# Task to carry out
Beginning with the first line of the data below, reproduce every line unchanged, ending with the line that holds "is applied to.".
[[ Entries shown, beginning ]]
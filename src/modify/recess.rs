// SPDX-License-Identifier: Apache-2.0
// Copyright (c) 2025 Polyframe Inc.

//! Annular recess
//!
//! Pushes the ring band of the back plate into the solid by `depth` and
//! closes the step with two vertical wall strips sampled at a fixed number
//! of segments. Wall vertices are synthesized on exact circles; they are not
//! snapped to nearby plate vertices.

use super::builder::MeshBuilder;
use crate::error::{ModifyError, Result};
use crate::geometry::{Mesh, VertexClassification};
use crate::repair;
use nalgebra::{Point2, Point3};
use serde::{Deserialize, Serialize};
use std::f64::consts::TAU;

/// Segments per wall circle
pub const NUM_SEGMENTS: usize = 64;

/// Ring dimensions in millimetres, with an optional XY centre.
///
/// Without a centre the recess is placed at the XY bounding-box midpoint of
/// the mesh it is applied to.
#[derive(Debug, Clone, Copy, PartialEq, Serialize, Deserialize)]
pub struct RingSpec {
    #[serde(default, skip_serializing_if = "Option::is_none")]
    pub center: Option<Point2<f64>>,
    pub outer_radius: f64,
    pub inner_radius: f64,
    pub depth: f64,
}

impl RingSpec {
    pub const DEFAULT_OUTER_RADIUS: f64 = 28.0;
    pub const DEFAULT_INNER_RADIUS: f64 = 22.5;
    pub const DEFAULT_DEPTH: f64 = 2.5;

    pub fn new(outer_radius: f64, inner_radius: f64, depth: f64) -> Result<Self> {
        let ring = Self {
            center: None,
            outer_radius,
            inner_radius,
            depth,
        };
        ring.validate()?;
        Ok(ring)
    }

    pub fn with_center(mut self, center: Point2<f64>) -> Self {
        self.center = Some(center);
        self
    }

    /// Check `0 < inner_radius < outer_radius` and `depth > 0`
    pub fn validate(&self) -> Result<()> {
        let finite = [self.outer_radius, self.inner_radius, self.depth]
            .iter()
            .all(|v| v.is_finite());
        if !finite {
            return Err(ModifyError::InvalidRing {
                reason: "dimensions must be finite".to_string(),
            });
        }
        if self.inner_radius <= 0.0 {
            return Err(ModifyError::InvalidRing {
                reason: format!("inner radius {} must be positive", self.inner_radius),
            });
        }
        if self.inner_radius >= self.outer_radius {
            return Err(ModifyError::InvalidRing {
                reason: format!(
                    "inner radius {} must be smaller than outer radius {}",
                    self.inner_radius, self.outer_radius
                ),
            });
        }
        if self.depth <= 0.0 {
            return Err(ModifyError::InvalidRing {
                reason: format!("depth {} must be positive", self.depth),
            });
        }
        Ok(())
    }
}

impl Default for RingSpec {
    fn default() -> Self {
        Self {
            center: None,
            outer_radius: Self::DEFAULT_OUTER_RADIUS,
            inner_radius: Self::DEFAULT_INNER_RADIUS,
            depth: Self::DEFAULT_DEPTH,
        }
    }
}

/// Side of a wall strip its faces point to
#[derive(Debug, Clone, Copy, PartialEq, Eq)]
pub enum WallFacing {
    /// Normals point at the circle centre (outer wall of the pocket)
    TowardCenter,
    /// Normals point away from the centre (edge of the raised platform)
    AwayFromCenter,
}

/// Point on the circle at segment `i`
pub fn wall_point(center: &Point2<f64>, radius: f64, i: usize) -> Point2<f64> {
    let angle = i as f64 * (TAU / NUM_SEGMENTS as f64);
    Point2::new(
        center.x + radius * angle.cos(),
        center.y + radius * angle.sin(),
    )
}

/// Append a closed vertical strip between `z_bottom` and `z_top`.
///
/// Vertices go in bottom/top pairs per segment; each segment is one quad
/// split into two triangles.
pub fn ring_wall(
    builder: &mut MeshBuilder,
    center: &Point2<f64>,
    radius: f64,
    z_bottom: f64,
    z_top: f64,
    facing: WallFacing,
) {
    let first = builder.next_index();
    for i in 0..NUM_SEGMENTS {
        let p = wall_point(center, radius, i);
        builder.push_vertex(Point3::new(p.x, p.y, z_bottom));
        builder.push_vertex(Point3::new(p.x, p.y, z_top));
    }

    for i in 0..NUM_SEGMENTS {
        let next = (i + 1) % NUM_SEGMENTS;
        let bottom = first + 2 * i;
        let top = bottom + 1;
        let next_bottom = first + 2 * next;
        let next_top = next_bottom + 1;
        match facing {
            WallFacing::TowardCenter => {
                builder.push_triangle([bottom, top, next_top]);
                builder.push_triangle([bottom, next_top, next_bottom]);
            }
            WallFacing::AwayFromCenter => {
                builder.push_triangle([bottom, next_bottom, next_top]);
                builder.push_triangle([bottom, next_top, top]);
            }
        }
    }
}

/// Carve an annular recess into the back plate.
///
/// Back-plate vertices (within the plane band of the lowest Z) in the ring
/// band move up by `depth`; the inner disc and everything outside the outer
/// radius keep their position. Both walls are always generated, even when no
/// vertex lies on the back plate. The result goes through repair with the
/// normal fix.
pub fn add_annular_recess(mesh: Mesh, ring: &RingSpec) -> Result<Mesh> {
    ring.validate()?;
    let Some(z_min) = mesh.z_min() else {
        tracing::debug!("recess skipped: empty mesh");
        return Ok(mesh);
    };
    let center = ring
        .center
        .unwrap_or_else(|| mesh.bounding_box().center_xy());

    let classification = VertexClassification::classify(
        &mesh,
        z_min,
        &center,
        ring.inner_radius,
        ring.outer_radius,
    );
    if classification.plane_count() == 0 {
        tracing::debug!("no back-plane vertices, generating walls only");
    }
    tracing::debug!(
        x = center.x,
        y = center.y,
        inner_disc = classification.inner_disc.len(),
        ring_band = classification.ring_band.len(),
        "recess classification"
    );

    let mut builder = MeshBuilder::new(mesh);
    let vertices = builder.base_vertices_mut();
    for &i in &classification.ring_band {
        vertices[i].position.z += ring.depth;
    }

    let z_top = z_min + ring.depth;
    ring_wall(
        &mut builder,
        &center,
        ring.outer_radius,
        z_min,
        z_top,
        WallFacing::TowardCenter,
    );
    ring_wall(
        &mut builder,
        &center,
        ring.inner_radius,
        z_min,
        z_top,
        WallFacing::AwayFromCenter,
    );

    let mesh = builder.finish()?;
    repair::repair_with_normals(mesh)
}

#[cfg(test)]
mod tests {
    use super::*;
    use crate::geometry::Primitive;
    use approx::assert_relative_eq;

    #[test]
    fn test_ring_validation() {
        assert!(RingSpec::new(28.0, 22.5, 2.5).is_ok());
        assert!(matches!(
            RingSpec::new(20.0, 22.5, 2.5),
            Err(ModifyError::InvalidRing { .. })
        ));
        assert!(RingSpec::new(28.0, 0.0, 2.5).is_err());
        assert!(RingSpec::new(28.0, 22.5, -1.0).is_err());
        assert!(RingSpec::new(f64::NAN, 22.5, 2.5).is_err());
    }

    #[test]
    fn test_default_ring() {
        let ring = RingSpec::default();
        assert_eq!(ring.center, None);
        assert_relative_eq!(ring.outer_radius, 28.0);
        assert_relative_eq!(ring.inner_radius, 22.5);
        assert_relative_eq!(ring.depth, 2.5);
    }

    #[test]
    fn test_wall_point_samples_circle() {
        let center = Point2::new(50.0, 50.0);
        assert_relative_eq!(wall_point(&center, 28.0, 0), Point2::new(78.0, 50.0));
        let quarter = wall_point(&center, 28.0, NUM_SEGMENTS / 4);
        assert_relative_eq!(quarter, Point2::new(50.0, 78.0), epsilon = 1e-12);
    }

    #[test]
    fn test_wall_facing() {
        let mut builder = MeshBuilder::new(Mesh::new());
        let center = Point2::new(0.0, 0.0);
        ring_wall(&mut builder, &center, 10.0, 0.0, 2.0, WallFacing::TowardCenter);
        ring_wall(&mut builder, &center, 5.0, 0.0, 2.0, WallFacing::AwayFromCenter);
        let mesh = builder.finish().unwrap();
        assert_eq!(mesh.vertex_count(), 4 * NUM_SEGMENTS);
        assert_eq!(mesh.triangle_count(), 4 * NUM_SEGMENTS);

        for (k, t) in mesh.triangles.iter().enumerate() {
            let normal = mesh.face_normal(t).unwrap();
            let centroid = t
                .indices
                .iter()
                .fold(nalgebra::Vector2::zeros(), |acc, &i| acc + mesh.position(i).xy().coords)
                / 3.0;
            let radial = normal.xy().dot(&centroid);
            assert!(normal.z.abs() < 1e-9);
            if k < 2 * NUM_SEGMENTS {
                assert!(radial < 0.0, "outer wall face {} points away from centre", k);
            } else {
                assert!(radial > 0.0, "inner wall face {} points at centre", k);
            }
        }
    }

    #[test]
    fn test_walls_generated_without_back_plane_vertices() {
        let slab = Primitive::slab(10.0, 10.0, 4.0, 2.0).to_mesh();
        let ring = RingSpec::default().with_center(Point2::new(500.0, 500.0));
        let out = add_annular_recess(slab.clone(), &ring).unwrap();

        assert_eq!(out.triangle_count(), slab.triangle_count() + 4 * NUM_SEGMENTS);
        for (a, b) in slab.vertices.iter().zip(&out.vertices) {
            assert_eq!(a.position, b.position);
        }
    }

    #[test]
    fn test_invalid_ring_rejected_before_editing() {
        let slab = Primitive::slab(10.0, 10.0, 4.0, 2.0).to_mesh();
        let ring = RingSpec {
            center: None,
            outer_radius: 5.0,
            inner_radius: 6.0,
            depth: 1.0,
        };
        assert!(matches!(
            add_annular_recess(slab, &ring),
            Err(ModifyError::InvalidRing { .. })
        ));
    }

    #[test]
    fn test_ring_spec_json() {
        let ring = RingSpec::default().with_center(Point2::new(1.0, 2.0));
        let json = serde_json::to_string(&ring).unwrap();
        assert_eq!(serde_json::from_str::<RingSpec>(&json).unwrap(), ring);

        let no_center: RingSpec =
            serde_json::from_str(r#"{"outer_radius":28.0,"inner_radius":22.5,"depth":2.5}"#).unwrap();
        assert_eq!(no_center, RingSpec::default());
    }
}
[[ Entries shown, end ]]
# Response to the task
filename src/modify/recess.rs
// SPDX-License-Identifier: Apache-2.0
// Copyright (c) 2025 Polyframe Inc.

//! Annular recess
//!
//! Pushes the ring band of the back plate into the solid by `depth` and
//! closes the step with two vertical wall strips sampled at a fixed number
//! of segments. Wall vertices are synthesized on exact circles; they are not
//! snapped to nearby plate vertices.

use super::builder::MeshBuilder;
use crate::error::{ModifyError, Result};
use crate::geometry::{Mesh, VertexClassification};
use crate::repair;
use nalgebra::{Point2, Point3};
use serde::{Deserialize, Serialize};
use std::f64::consts::TAU;

/// Segments per wall circle
pub const NUM_SEGMENTS: usize = 64;

/// Ring dimensions in millimetres, with an optional XY centre.
///
/// Without a centre the recess is placed at the XY bounding-box midpoint of
/// the mesh it is applied to.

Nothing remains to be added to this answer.